The LayoutTree carries tokens at the leaf nodes only, so either the token list is populated or the sub-tree.

One last wrinkle is that the SrcSpans in the AST are according to the first and last non-comment tokens. The tokens for a leading or trailing comment need to be kept in the appropriate place, so the ForestSpan in the token tree refers to non-comment tokens only.

Initializing the LayoutTree

Because the haskell syntax layout rules are explicitly captured in the LayoutTree, this needs to be built when the AST is first loaded, prior to any refactoring.

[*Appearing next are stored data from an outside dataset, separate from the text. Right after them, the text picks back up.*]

use tracing::{info, warn};

use super::{StageConfig, StageResult};
use crate::api::ApiClient;
use crate::error::EtlError;
use crate::io::write_table;
use crate::models::{EntitySentence, SentenceSentiment};
use crate::table::{Record, SchemaMapping, Table, record_of};

const ENTITY_MAPPING: SchemaMapping = SchemaMapping {
    renames: &[
        ("text", "entity_text"),
        ("category", "entity_category"),
        ("subcategory", "entity_subcategory"),
        ("confidenceScore", "confidence_entity"),
    ],
    optional: &["entity_subcategory"],
};

/// Execute the entity stage
///
/// Every column of the input sentence row is copied onto the first returned
/// document, so each exploded entity row repeats the whole sentence row.
/// Sentences with no detected entities produce no rows.
pub async fn execute_entities(
    client: &ApiClient,
    config: StageConfig<SentenceSentiment>,
) -> Result<StageResult<EntitySentence>, EtlError> {
    let sentences = config.input.resolve()?;
    info!("Entity stage: recognizing entities in {} sentences", sentences.len());

    let mut documents: Vec<Record> = Vec::with_capacity(sentences.len());
    let mut skipped = 0;

    for (index, sentence) in sentences.iter().enumerate() {
        let response = client.entities(&sentence.sentence_text).await?;

        let Some(mut document) = response.into_first_document() else {
            warn!(
                "Sentence {} of {}: no entity results, skipping",
                index, sentence.place_id
            );
            skipped += 1;
            continue;
        };

        document.extend(record_of(sentence)?);
        documents.push(document);
    }

    let table = Table::from_records(documents)
        .explode("entities")?
        .spread("entities", None)?;
    let entities: Vec<EntitySentence> = ENTITY_MAPPING.conform(table)?;

    write_table(&config.output, &entities)?;

    info!(
        "Entity stage: {} entities from {} sentences ({} skipped)",
        entities.len(),
        sentences.len(),
        skipped
    );

    Ok(StageResult {
        rows: entities,
        inputs: sentences.len(),
        skipped,
        output: config.output,
    })
}
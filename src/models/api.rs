use serde::Deserialize;

use crate::table::Record;

/// Response from the place-details endpoint
///
/// `result` is absent when the lookup found nothing usable.
#[derive(Debug, Clone, Deserialize)]
pub struct PlaceDetailsResponse {
    #[serde(default)]
    pub result: Option<Record>,
}

/// Response from the sentiment and entity-recognition endpoints
#[derive(Debug, Clone, Deserialize)]
pub struct AnalysisResponse {
    #[serde(default)]
    pub results: Option<AnalysisResults>,
}

#[derive(Debug, Clone, Deserialize)]
pub struct AnalysisResults {
    #[serde(default)]
    pub documents: Vec<Record>,
}

impl AnalysisResponse {
    /// The first analyzed document, if the response carried one
    pub fn into_first_document(self) -> Option<Record> {
        self.results?.documents.into_iter().next()
    }
}

#[cfg(test)]
mod tests {
    use super::*;

    #[test]
    fn test_parse_place_details() {
        let json = r#"{
            "html_attributions": [],
            "result": {
                "name": "Cafe X",
                "reviews": [
                    {"author_name": "Ann", "rating": 5, "text": "Great food."}
                ]
            },
            "status": "OK"
        }"#;

        let response: PlaceDetailsResponse = serde_json::from_str(json).unwrap();
        let result = response.result.unwrap();

        assert_eq!(result["name"], "Cafe X");
        assert_eq!(result["reviews"].as_array().unwrap().len(), 1);
    }

    #[test]
    fn test_place_details_without_result() {
        let response: PlaceDetailsResponse =
            serde_json::from_str(r#"{"status": "INVALID_REQUEST"}"#).unwrap();
        assert!(response.result.is_none());
    }

    #[test]
    fn test_first_document() {
        let json = r#"{
            "kind": "SentimentAnalysisResults",
            "results": {
                "documents": [
                    {"id": "1", "sentiment": "positive", "sentences": []},
                    {"id": "2", "sentiment": "negative", "sentences": []}
                ],
                "errors": []
            }
        }"#;

        let response: AnalysisResponse = serde_json::from_str(json).unwrap();
        let document = response.into_first_document().unwrap();

        assert_eq!(document["id"], "1");
    }

    #[test]
    fn test_missing_or_empty_results() {
        let missing: AnalysisResponse = serde_json::from_str(r#"{"error": "bad"}"#).unwrap();
        assert!(missing.into_first_document().is_none());

        let empty: AnalysisResponse =
            serde_json::from_str(r#"{"results": {"documents": [], "errors": [{"id": "1"}]}}"#)
                .unwrap();
        assert!(empty.into_first_document().is_none());
    }
}
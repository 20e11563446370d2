use reqwest::{Client, RequestBuilder};
use serde::de::DeserializeOwned;
use tracing::debug;

use crate::error::EtlError;
use crate::models::{AnalysisResponse, PlaceDetailsResponse};

const DEFAULT_BASE_URL: &str = "https://cent.ischool-iot.net";

const PLACE_DETAILS: &str = "/api/google/places/details";
const SENTIMENT: &str = "/api/azure/sentiment";
const ENTITY_RECOGNITION: &str = "/api/azure/entityrecognition";

/// Configuration for the API gateway client
#[derive(Debug, Clone)]
pub struct ApiConfig {
    /// Static key sent as `X-API-KEY` (from REVIEW_ETL_API_KEY env var)
    pub api_key: String,
    /// Gateway root, without trailing slash
    pub base_url: String,
}

impl ApiConfig {
    /// Create config from environment variables, reading `.env` if present
    pub fn from_env() -> Result<Self, EtlError> {
        dotenvy::dotenv().ok();

        let api_key = std::env::var("REVIEW_ETL_API_KEY")
            .map_err(|_| EtlError::MissingCredential("REVIEW_ETL_API_KEY"))?;
        let base_url = std::env::var("REVIEW_ETL_BASE_URL")
            .unwrap_or_else(|_| DEFAULT_BASE_URL.to_string());

        Ok(Self::new(api_key, base_url))
    }

    pub fn new(api_key: impl Into<String>, base_url: impl Into<String>) -> Self {
        Self {
            api_key: api_key.into(),
            base_url: base_url.into().trim_end_matches('/').to_string(),
        }
    }
}

/// Client for the place-details, sentiment and entity-recognition endpoints
pub struct ApiClient {
    client: Client,
    config: ApiConfig,
}

impl ApiClient {
    pub fn new(config: ApiConfig) -> Self {
        Self {
            client: Client::new(),
            config,
        }
    }

    /// Look up a place and its reviews
    pub async fn place_details(&self, place_id: &str) -> Result<PlaceDetailsResponse, EtlError> {
        let request = self
            .client
            .get(self.url(PLACE_DETAILS))
            .query(&[("place_id", place_id)]);
        self.send(PLACE_DETAILS, request).await
    }

    /// Sentence-level sentiment for a piece of text
    pub async fn sentiment(&self, text: &str) -> Result<AnalysisResponse, EtlError> {
        let request = self
            .client
            .post(self.url(SENTIMENT))
            .form(&[("text", text)]);
        self.send(SENTIMENT, request).await
    }

    /// Named entities found in a piece of text
    pub async fn entities(&self, text: &str) -> Result<AnalysisResponse, EtlError> {
        let request = self
            .client
            .post(self.url(ENTITY_RECOGNITION))
            .form(&[("text", text)]);
        self.send(ENTITY_RECOGNITION, request).await
    }

    fn url(&self, endpoint: &str) -> String {
        format!("{}{}", self.config.base_url, endpoint)
    }

    async fn send<T: DeserializeOwned>(
        &self,
        endpoint: &'static str,
        request: RequestBuilder,
    ) -> Result<T, EtlError> {
        let transport = |source| EtlError::Transport { endpoint, source };

        debug!("Calling {}", endpoint);
        let response = request
            .header("X-API-KEY", &self.config.api_key)
            .send()
            .await
            .map_err(transport)?;

        if !response.status().is_success() {
            let status = response.status();
            let body = response.text().await.unwrap_or_default();
            return Err(EtlError::Remote {
                endpoint,
                status,
                body,
            });
        }

        response.json().await.map_err(transport)
    }
}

A GHC TypeCheckedModule contains values for the parsed, renamed and typechecked source.

Each of these has been processed more than the prior one, and in the process becomes further from the original source.

In particular, the ParsedSource AST is still in ascending SrcSpan order, where the individual syntax element types are simply tagged.

The RenamedSource collects the various elements together, so all binds are together, all type classes, instance declarations, etc.

So the token allocation is done based on the ParsedSource, and the whole file is processed to make sure that every token, and in particular every comment, is allocated to some AST SrcSpan.

This is done in Language.Haskell.Refact.Utils.Layout by the function allocTokens.

This has been laboriously hand-crafted, to ensure that the layout rules are honoured and the GHC type holes are avoided. It can probably be simplified in future by making use of the appropriate generic programming technique.

TokenCache

The overall set of evolving tokens is stored in a structure called a TokenCache, and there is one per module loaded.

data TokenCache = TK
  { tkCache :: !(Map.Map TreeId (Tree Entry))
  , tkLastTreeId :: !TreeId
  }

The TreeId is simply a tagged positive Int, and is used to keep track of scratchpad token sets, or ones that have been removed from the main AST as the result of a delete operation.

The primary tokens are stored against TreeId 0, and this is the default tree operated against unless another one is specified.

API Linkage

The AST manipulation API functions are exposed from Language.Haskell.Refact.Utils.MonadFunctions and are available once a given module has been loaded into a refactoring session.

Each of these functions is responsible for capturing an individual change to the AST, and keeping the tokens in line.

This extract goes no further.